This question of forcing the escorts to drop their tanks early has just been asked on the Ubi Il-2 forum.
Jagdwaffe vs Escorts - Topic Powered by eve community

A post by Kurfurst who posts here.

*Here’s the question:

Why did the Germans allow these forces to penetrate, and then attack them at the target? This was the method they used for the first half of 1944, the so-called point defence.*

_Because they couldn`t just 'spawn-in' large numbers fighters on single selected point. It took time to assemble a force to challange a large enemy force with success, and in this regard, the Allies were in an time-advantage (they already assembled the the large armada over Britiain).

During that time, the enemy bombers got closer, and also there`s additional problems how to navigate and concentrate the defending fighters in a single point. This could done if a fixed point is selected as reference, which all fighter group leaders can find and assamble at.

Pre-designated defensive areas also meant they could co-operate with the Flak that which would neccesarily soften/break up heavy bomber formations, making the fighter`s job easier to penetrate into their mutually supportive defensive fire system. It made maximum use of the available defensive resources.

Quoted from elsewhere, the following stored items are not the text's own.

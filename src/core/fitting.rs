//! Square-wave sleep model fitting.
//!
//! The day is modelled as two arcs: an awake arc from `wake` forward to `bed`
//! where activity sits at the day's mean density, and an asleep arc where it
//! is zero. Every candidate pair on a 10-minute grid is scored by its squared
//! error against the activity curve and the smallest error wins.
//!
//! The search is a fixed 144 x 144 grid over 288 samples, cheap enough to run
//! synchronously per request.

use crate::core::histogram::MINUTES_PER_DAY;
use crate::core::smoothing::{timestep_minute, ActivityCurve, TIMESTEP_MINUTES};
use serde::{Deserialize, Serialize};
use statrs::statistics::Statistics;

/// Grid spacing for wake/bed candidates in minutes.
pub const CANDIDATE_STEP_MINUTES: u32 = 10;

/// Smallest allowed |wake - bed| in minutes.
pub const MIN_BOUNDARY_GAP_MINUTES: u32 = 60;

/// A fitted sleep schedule.
#[derive(Debug, Clone, Copy, PartialEq, Serialize, Deserialize)]
pub struct SleepModel {
    /// Minute of day the awake arc starts
    pub wake_minute: u32,
    /// Minute of day the awake arc ends
    pub bed_minute: u32,
    /// 1 - min_variance / max_variance, or 0 when the curve is flat
    pub confidence: f64,
    /// Error of the selected pair
    pub min_variance: f64,
    /// Error of the all-asleep model
    pub max_variance: f64,
}

impl SleepModel {
    /// Length of the awake arc in minutes.
    pub fn minutes_awake(&self) -> u32 {
        awake_span(self.wake_minute, self.bed_minute)
    }

    /// Length of the asleep arc in minutes.
    pub fn minutes_asleep(&self) -> u32 {
        MINUTES_PER_DAY - self.minutes_awake()
    }

    /// Whether a minute of day falls in the awake arc.
    pub fn is_awake(&self, minute: u32) -> bool {
        in_awake_arc(minute, self.wake_minute, self.bed_minute)
    }

    /// True when the curve carried no activity at all.
    pub fn is_degenerate(&self) -> bool {
        self.max_variance == 0.0
    }
}

/// Exhaustive grid search over (wake, bed) pairs.
#[derive(Debug, Clone)]
pub struct SquareWaveFitter {
    step_minutes: u32,
    min_gap_minutes: u32,
}

impl Default for SquareWaveFitter {
    fn default() -> Self {
        Self {
            step_minutes: CANDIDATE_STEP_MINUTES,
            min_gap_minutes: MIN_BOUNDARY_GAP_MINUTES,
        }
    }
}

impl SquareWaveFitter {
    pub fn new() -> Self {
        Self::default()
    }

    /// Fit the model to a curve.
    ///
    /// Candidates are enumerated wake-ascending then bed-ascending and only a
    /// strictly smaller error replaces the current best, so ties resolve to
    /// the first pair in that order.
    pub fn fit(&self, curve: &ActivityCurve) -> SleepModel {
        let densities = curve.densities();
        let height = densities.iter().mean();

        let step = self.step_minutes.max(1) as usize;
        let min_gap = self.min_gap_minutes;
        let candidates = (0..MINUTES_PER_DAY).step_by(step).flat_map(|wake| {
            (0..MINUTES_PER_DAY)
                .step_by(step)
                .filter(move |bed| wake.abs_diff(*bed) >= min_gap)
                .map(move |bed| (wake, bed))
        });
        let scored = candidates
            .map(|(wake, bed)| (wake, bed, variance_with_height(densities, wake, bed, height)));

        // The grid always holds valid pairs for the default parameters.
        let (wake_minute, bed_minute, min_variance) = select_first_minimum(scored)
            .unwrap_or((0, self.min_gap_minutes % MINUTES_PER_DAY, 0.0));
        let max_variance = all_asleep_variance(densities);

        let confidence = if max_variance == 0.0 {
            0.0
        } else {
            1.0 - min_variance / max_variance
        };

        tracing::debug!(
            wake_minute,
            bed_minute,
            min_variance,
            max_variance,
            confidence,
            "Fitted square-wave sleep model"
        );

        SleepModel {
            wake_minute,
            bed_minute,
            confidence,
            min_variance,
            max_variance,
        }
    }
}

/// Keep the first candidate with the lowest variance.
fn select_first_minimum(
    candidates: impl Iterator<Item = (u32, u32, f64)>,
) -> Option<(u32, u32, f64)> {
    candidates.fold(None, |best, candidate| match best {
        Some(current) if candidate.2 >= current.2 => Some(current),
        _ => Some(candidate),
    })
}

/// Squared error of a (wake, bed) pair against the curve.
pub fn variance(curve: &ActivityCurve, wake: u32, bed: u32) -> f64 {
    let densities = curve.densities();
    variance_with_height(densities, wake, bed, densities.iter().mean())
}

fn variance_with_height(densities: &[f64], wake: u32, bed: u32, height: f64) -> f64 {
    let weight = TIMESTEP_MINUTES as f64;
    densities
        .iter()
        .enumerate()
        .map(|(i, &d)| {
            if in_awake_arc(timestep_minute(i), wake, bed) {
                weight * (d - height).powi(2)
            } else {
                weight * d.powi(2)
            }
        })
        .sum()
}

/// Error of treating the whole day as asleep.
fn all_asleep_variance(densities: &[f64]) -> f64 {
    let weight = TIMESTEP_MINUTES as f64;
    densities.iter().map(|&d| weight * d.powi(2)).sum()
}

/// Half-open forward interval `[wake, bed)`, wrapping past midnight.
fn in_awake_arc(minute: u32, wake: u32, bed: u32) -> bool {
    if wake <= bed {
        wake <= minute && minute < bed
    } else {
        minute >= wake || minute < bed
    }
}

fn awake_span(wake: u32, bed: u32) -> u32 {
    if bed > wake {
        bed - wake
    } else {
        bed + MINUTES_PER_DAY - wake
    }
}
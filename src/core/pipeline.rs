//! End-to-end batch analysis.
//!
//! Classification happens first so a classifier failure never touches the
//! baseline. Both baseline comparisons are computed from the values as they
//! stand before the batch, and the batch's increments are then written with a
//! single `record` call, so a failing store never keeps half a batch.

use crate::baseline::{BaselineError, BaselineStore};
use crate::core::fitting::{SleepModel, SquareWaveFitter};
use crate::core::histogram::ActivityHistogram;
use crate::core::report::{Report, ReportBuilder};
use crate::core::sentiment::{ClassifierError, SentimentAggregator, SentimentClassifier};
use crate::core::sleep::{assemble_sleep_stats, night_to_record};
use crate::core::smoothing::ActivityCurve;
use crate::ingest::Event;

/// Analyzer for one user's batches.
pub struct Analyzer<C: SentimentClassifier + ?Sized> {
    fitter: SquareWaveFitter,
    aggregator: SentimentAggregator,
    builder: ReportBuilder,
    classifier: Box<C>,
}

impl<C: SentimentClassifier + ?Sized> Analyzer<C> {
    /// Create an analyzer classifying at most `max_tweets` posts per batch.
    pub fn new(classifier: Box<C>, max_tweets: usize) -> Self {
        Self {
            fitter: SquareWaveFitter::new(),
            aggregator: SentimentAggregator::new(max_tweets),
            builder: ReportBuilder::new(),
            classifier,
        }
    }

    /// Replace the report builder (e.g. to drop metadata).
    pub fn with_builder(mut self, builder: ReportBuilder) -> Self {
        self.builder = builder;
        self
    }

    /// Fit the sleep model for a batch without touching any baseline.
    pub fn fit(&self, events: &[Event]) -> (ActivityCurve, SleepModel) {
        let histogram = ActivityHistogram::from_events(events);
        let curve = ActivityCurve::from_histogram(&histogram);
        let model = self.fitter.fit(&curve);
        (curve, model)
    }

    /// Analyze a batch and update the user's baseline.
    pub fn analyze(
        &self,
        events: &[Event],
        store: &mut dyn BaselineStore,
    ) -> Result<Report, AnalysisError> {
        let counts = self
            .aggregator
            .tally(events.iter().map(|e| e.text.as_str()), &*self.classifier)?;

        let histogram = ActivityHistogram::from_events(events);
        let curve = ActivityCurve::from_histogram(&histogram);
        let model = self.fitter.fit(&curve);

        let sleep = assemble_sleep_stats(&model, store)?;
        let sentiment = self.aggregator.compare(counts, store)?;
        store.record(night_to_record(&model), counts)?;

        tracing::info!(
            events = events.len(),
            wake = sleep.wake_minute,
            bed = sleep.bed_minute,
            classified = counts.total(),
            "Batch analyzed"
        );

        Ok(self.builder.build(
            &curve,
            &sleep,
            &sentiment,
            events.len(),
            histogram.offset_hours(),
        ))
    }
}

/// Analysis errors.
#[derive(Debug)]
pub enum AnalysisError {
    Baseline(BaselineError),
    Classifier(ClassifierError),
}

impl std::fmt::Display for AnalysisError {
    fn fmt(&self, f: &mut std::fmt::Formatter<'_>) -> std::fmt::Result {
        match self {
            AnalysisError::Baseline(e) => write!(f, "{e}"),
            AnalysisError::Classifier(e) => write!(f, "{e}"),
        }
    }
}

impl std::error::Error for AnalysisError {
    fn source(&self) -> Option<&(dyn std::error::Error + 'static)> {
        match self {
            AnalysisError::Baseline(e) => Some(e),
            AnalysisError::Classifier(e) => Some(e),
        }
    }
}

impl From<BaselineError> for AnalysisError {
    fn from(e: BaselineError) -> Self {
        AnalysisError::Baseline(e)
    }
}

impl From<ClassifierError> for AnalysisError {
    fn from(e: ClassifierError) -> Self {
        AnalysisError::Classifier(e)
    }
}
//! Configuration for the Synheart Rhythm Agent.

use crate::baseline::{baseline_path, BaselineError};
use crate::core::DEFAULT_MAX_TWEETS;
use crate::ingest::{parse_timezone, IngestError};
use chrono_tz::Tz;
use serde::{Deserialize, Serialize};
use std::path::PathBuf;

/// Default port for `synheart-rhythm serve`.
pub const DEFAULT_SERVER_PORT: u16 = 8787;

/// Main configuration for the rhythm agent.
#[derive(Debug, Clone, Serialize, Deserialize)]
#[serde(default)]
pub struct Config {
    /// Posts classified per batch
    pub max_tweets: usize,

    /// Path for storing per-user baselines
    pub data_path: PathBuf,

    /// Path for writing reports
    pub export_path: PathBuf,

    /// IANA timezone applied to posts that carry no offset
    #[serde(skip_serializing_if = "Option::is_none")]
    pub default_timezone: Option<String>,

    /// Port for the HTTP server
    pub server_port: u16,
}

impl Default for Config {
    fn default() -> Self {
        let data_dir = dirs::data_local_dir()
            .unwrap_or_else(|| PathBuf::from("."))
            .join("synheart-rhythm-agent");

        Self {
            max_tweets: DEFAULT_MAX_TWEETS,
            export_path: data_dir.join("reports"),
            data_path: data_dir,
            default_timezone: None,
            server_port: DEFAULT_SERVER_PORT,
        }
    }
}

impl Config {
    /// Load configuration from the default location.
    pub fn load() -> Result<Self, ConfigError> {
        let config_path = Self::config_path();

        if config_path.exists() {
            let content = std::fs::read_to_string(&config_path)
                .map_err(|e| ConfigError::IoError(e.to_string()))?;
            let config: Config = serde_json::from_str(&content)
                .map_err(|e| ConfigError::ParseError(e.to_string()))?;
            Ok(config)
        } else {
            Ok(Self::default())
        }
    }

    /// Save configuration to the default location.
    pub fn save(&self) -> Result<(), ConfigError> {
        let config_path = Self::config_path();

        if let Some(parent) = config_path.parent() {
            std::fs::create_dir_all(parent).map_err(|e| ConfigError::IoError(e.to_string()))?;
        }

        let content = serde_json::to_string_pretty(self)
            .map_err(|e| ConfigError::SerializeError(e.to_string()))?;

        std::fs::write(&config_path, content).map_err(|e| ConfigError::IoError(e.to_string()))?;

        Ok(())
    }

    /// Get the path to the configuration file.
    pub fn config_path() -> PathBuf {
        dirs::config_dir()
            .unwrap_or_else(|| PathBuf::from("."))
            .join("synheart-rhythm-agent")
            .join("config.json")
    }

    /// Directory holding one baseline file per user.
    pub fn baseline_dir(&self) -> PathBuf {
        self.data_path.join("baselines")
    }

    /// Baseline file for a user; fails for ids that are not file-safe.
    pub fn baseline_path(&self, user_id: &str) -> Result<PathBuf, BaselineError> {
        baseline_path(&self.baseline_dir(), user_id)
    }

    /// Resolve `default_timezone`, if set.
    pub fn timezone(&self) -> Result<Option<Tz>, ConfigError> {
        self.default_timezone
            .as_deref()
            .map(parse_timezone)
            .transpose()
            .map_err(|e: IngestError| ConfigError::ParseError(e.to_string()))
    }

    /// Ensure all required directories exist.
    pub fn ensure_directories(&self) -> Result<(), ConfigError> {
        std::fs::create_dir_all(&self.export_path)
            .map_err(|e| ConfigError::IoError(e.to_string()))?;
        std::fs::create_dir_all(self.baseline_dir())
            .map_err(|e| ConfigError::IoError(e.to_string()))?;
        Ok(())
    }
}

/// Configuration errors.
#[derive(Debug)]
pub enum ConfigError {
    IoError(String),
    ParseError(String),
    SerializeError(String),
}

impl std::fmt::Display for ConfigError {
    fn fmt(&self, f: &mut std::fmt::Formatter<'_>) -> std::fmt::Result {
        match self {
            ConfigError::IoError(e) => write!(f, "IO error: {e}"),
            ConfigError::ParseError(e) => write!(f, "Parse error: {e}"),
            ConfigError::SerializeError(e) => write!(f, "Serialize error: {e}"),
        }
    }
}

impl std::error::Error for ConfigError {}

#[cfg(test)]
mod tests {
    use super::*;

    #[test]
    fn test_default_config() {
        let config = Config::default();
        assert_eq!(config.max_tweets, 20);
        assert_eq!(config.server_port, 8787);
        assert!(config.default_timezone.is_none());
        assert!(config.export_path.ends_with("reports"));
        assert!(config.export_path.starts_with(&config.data_path));
    }

    #[test]
    fn test_partial_config_fills_defaults() {
        let config: Config = serde_json::from_str(r#"{"max_tweets": 5}"#).unwrap();
        assert_eq!(config.max_tweets, 5);
        assert_eq!(config.server_port, DEFAULT_SERVER_PORT);
    }

    #[test]
    fn test_baseline_path_per_user() {
        let config = Config {
            data_path: PathBuf::from("/tmp/rhythm"),
            ..Config::default()
        };
        assert_eq!(
            config.baseline_path("alice").unwrap(),
            PathBuf::from("/tmp/rhythm/baselines/alice.json")
        );
        assert!(config.baseline_path("../etc").is_err());
    }

    #[test]
    fn test_timezone_resolution() {
        let mut config = Config::default();
        assert_eq!(config.timezone().unwrap(), None);

        config.default_timezone = Some("Europe/Berlin".to_string());
        assert_eq!(config.timezone().unwrap(), Some(chrono_tz::Europe::Berlin));

        config.default_timezone = Some("Mars/Olympus".to_string());
        assert!(matches!(config.timezone(), Err(ConfigError::ParseError(_))));
    }

    #[test]
    fn test_ensure_directories() {
        let root = std::env::temp_dir().join(format!("rhythm-config-{}", uuid::Uuid::new_v4()));
        let config = Config {
            export_path: root.join("reports"),
            data_path: root.clone(),
            ..Config::default()
        };

        config.ensure_directories().unwrap();
        assert!(config.export_path.is_dir());
        assert!(config.baseline_dir().is_dir());

        let _ = std::fs::remove_dir_all(&root);
    }
}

*Why did the Germans not place some of the Jagdwaffe forward to engage the escorts at the French cost thus forcing them to drop their tanks? With the tanks jettisoned early in the flight, none of the fighters would have been able to provide target support. It would have put the bombers back to the position they were in from August to October 1943: unescorted and faced with unmolested night and heavy fighters.*

Because doing so would make absolutely no sense. Let`s recap the objectives of the two sides :

- Defending LW fighters ultimately had to protect the industries of the Hinterland, for that, they needed to shoot down bombers, preferably before they reached their target, or at the very least, do maximum damage to bombers.

- Escorting USAAF fighters had to protect the bombers, by not letting the attacking fighters to them.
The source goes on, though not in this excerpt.